2. If you're modifying pixels using context.getImageData( ), use putImageData( ) to draw back to the image, and be sure to supply all 3 arguments to putImageData( )! Here is a common pattern:

function doSomething() {

var canvasData =
context.getImageData(0, 0, imageObj.width, imageObj.height);

for (var x = 0; x < w; x++) {
for (var y = 0; y < h; y++) {
var idx = (x + y * w) * 4;
var r = canvasData.data[idx + 0];
var g = canvasData.data[idx + 1];
var b = canvasData.data[idx + 2];

// do something to r,g,b here

canvasData.data[idx + 0] = r;
canvasData.data[idx + 1] = g;
canvasData.data[idx + 2] = b;
}
}

// draw it back out to the screen:
context.putImageData(canvasData, 0, 0);
}

Notice the three arguments to putImageData(). The final two args are the x and y position at which to draw the image. If you forget those two args, expect errors.


3. You can draw offscreen by simply creating a canvas element programmatically. Like this:
    imageObj = new Image();
imageObj.src = "http://localhost:4502/content/lena.png";

function getOffscreenContext(imageObj) {
var offscreenCanvas = document.createElement("canvas");
offscreenCanvas.width = imageObj.width;
offscreenCanvas.height = imageObj.height;
return offscreenCanvas.getContext("2d");
}

If you use this function (or one like it), you can keep an offscreen copy of your image around, which can be extremely handy.

4. You can save programmatically created/modified images offline.
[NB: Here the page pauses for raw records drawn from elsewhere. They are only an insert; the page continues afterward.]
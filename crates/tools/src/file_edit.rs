//! File-Edit Manager (C3) — safe view/create/replace/insert/undo on files
//! inside a session's workspace, with a per-file undo stack and
//! indentation-tolerant `str_replace` matching.

use std::collections::HashMap;
use std::path::{Path, PathBuf};

use parking_lot::RwLock;
use serde::{Deserialize, Serialize};

use ac_domain::config::FileEditConfig;

use crate::file_ops::validate_path;

const TRUNCATED_NOTICE: &str = "<response clipped><NOTE>To save on context only part of this file has been shown to you. You should retry this tool after you have searched inside the file with `grep -n` in order to find the line numbers of what you are looking for.</NOTE>";

#[derive(Debug, Clone, Serialize, Deserialize)]
#[serde(tag = "command", rename_all = "snake_case")]
pub enum EditCommand {
    View {
        #[serde(default)]
        view_range: Option<[i64; 2]>,
    },
    Create {
        file_text: String,
    },
    StrReplace {
        old_str: String,
        #[serde(default)]
        new_str: Option<String>,
        #[serde(default)]
        ignore_indentation: bool,
    },
    Insert {
        insert_line: usize,
        new_str: String,
    },
    UndoEdit,
    ReadFile,
    WriteFile {
        content: String,
    },
}

impl EditCommand {
    /// The `/api/str_replace/{op}` path segment for this command, per the
    /// sandbox tool-service's external interface.
    pub fn op_name(&self) -> &'static str {
        match self {
            EditCommand::View { .. } => "view",
            EditCommand::Create { .. } => "create",
            EditCommand::StrReplace { .. } => "str_replace",
            EditCommand::Insert { .. } => "insert",
            EditCommand::UndoEdit => "undo_edit",
            EditCommand::ReadFile => "read_file",
            EditCommand::WriteFile { .. } => "write_file",
        }
    }
}

#[derive(Debug, Clone, Serialize, Deserialize)]
pub struct FileEditResponse {
    pub success: bool,
    pub content: String,
}

impl FileEditResponse {
    fn ok(content: impl Into<String>) -> Self {
        Self { success: true, content: content.into() }
    }

    fn err(content: impl Into<String>) -> Self {
        Self { success: false, content: content.into() }
    }
}

fn truncate_response(content: &str, max_chars: usize) -> String {
    if content.len() <= max_chars {
        return content.to_string();
    }
    let mut boundary = max_chars;
    while boundary > 0 && !content.is_char_boundary(boundary) {
        boundary -= 1;
    }
    format!("{}{TRUNCATED_NOTICE}", &content[..boundary])
}

/// `cat -n`-style rendering of `content`, with absolute line numbers
/// starting at `init_line`, truncated to the configured response cap.
fn make_output(content: &str, descriptor: &str, total_lines: usize, init_line: usize, max_chars: usize) -> String {
    let content = truncate_response(content, max_chars);
    let numbered: String = content
        .split('\n')
        .enumerate()
        .map(|(i, line)| format!("{:>6}\t{line}", i + init_line))
        .collect::<Vec<_>>()
        .join("\n");
    format!("Here's the result of running `cat -n` on {descriptor}:\n{numbered}\nTotal lines in file: {total_lines}\n")
}

/// Manages view/create/replace/insert/undo operations on files within one
/// session's workspace. Each file gets its own undo stack; the stack
/// survives for the lifetime of the manager (one per session).
pub struct FileEditManager {
    workspace_root: PathBuf,
    config: FileEditConfig,
    history: RwLock<HashMap<PathBuf, Vec<String>>>,
}
use serde::{Deserialize, Serialize};

// ━━━━━━━━━━━━━━━━━━━━━━━━━━━━━━━━━━━━━━━━━━━━━━━━━━━━━━━━━━━━━━━━━━
// Context Manager budgets
// ━━━━━━━━━━━━━━━━━━━━━━━━━━━━━━━━━━━━━━━━━━━━━━━━━━━━━━━━━━━━━━━━━━

#[derive(Debug, Clone, Serialize, Deserialize)]
pub struct ContextConfig {
    /// Truncate once `token_count(history)` exceeds this.
    #[serde(default = "d_token_budget")]
    pub token_budget: usize,
    /// Truncate once `turn_count(history)` exceeds this, independent of tokens.
    #[serde(default = "d_max_size")]
    pub max_size: usize,
    /// Per-event clip length used when rendering events into a summarization
    /// prompt; longer events get an `"... [truncated]"` marker.
    #[serde(default = "d_max_event_length")]
    pub max_event_length: usize,
    /// Hard cap on output tokens requested per agent-loop turn.
    #[serde(default = "d_max_output_tokens")]
    pub max_output_tokens_per_turn: u32,
    /// Hard cap on turns taken within a single `query` before the loop yields
    /// control back to the client even without a terminal tool result.
    #[serde(default = "d_max_turns")]
    pub max_turns: u32,
}

impl Default for ContextConfig {
    fn default() -> Self {
        Self {
            token_budget: d_token_budget(),
            max_size: d_max_size(),
            max_event_length: d_max_event_length(),
            max_output_tokens_per_turn: d_max_output_tokens(),
            max_turns: d_max_turns(),
        }
    }
}

// ── serde default helpers ───────────────────────────────────────────

fn d_token_budget() -> usize {
    120_000
}
fn d_max_size() -> usize {
    100
}
fn d_max_event_length() -> usize {
    10_000
}
fn d_max_output_tokens() -> u32 {
    8_192
}
fn d_max_turns() -> u32 {
    200
}

#[cfg(test)]
mod tests {
    use super::*;

    #[test]
    fn defaults_match_spec_constants() {
        let cfg = ContextConfig::default();
        assert_eq!(cfg.token_budget, 120_000);
        assert_eq!(cfg.max_size, 100);
        assert_eq!(cfg.max_event_length, 10_000);
    }

    #[test]
    fn deserialize_empty_uses_defaults() {
        let cfg: ContextConfig = toml::from_str("").unwrap();
        assert_eq!(cfg.token_budget, 120_000);
    }
}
The trick is to slurp the canvas into a data URL and then open or display that URL in a new frame or window where you can right-click it to get the usual image-save options from the browser. Something like this:

myImage = canvas.toDataURL("image/png"); 
window.open( myImage ); // opens in new window as a PNG

This serializes the image as a (big, huge) data URL, then opens the image in a new window. The new window contains a PNG image, plain and simple.

5. Any time you assign a value to canvas.width or canvas.height, you will wipe the canvas clean! This is both weird and handy. Just doing canvas.width = canvas.width will instantly erase the canvas.


6. When all else fails, consult the HTML 5 Canvas Cheatsheet.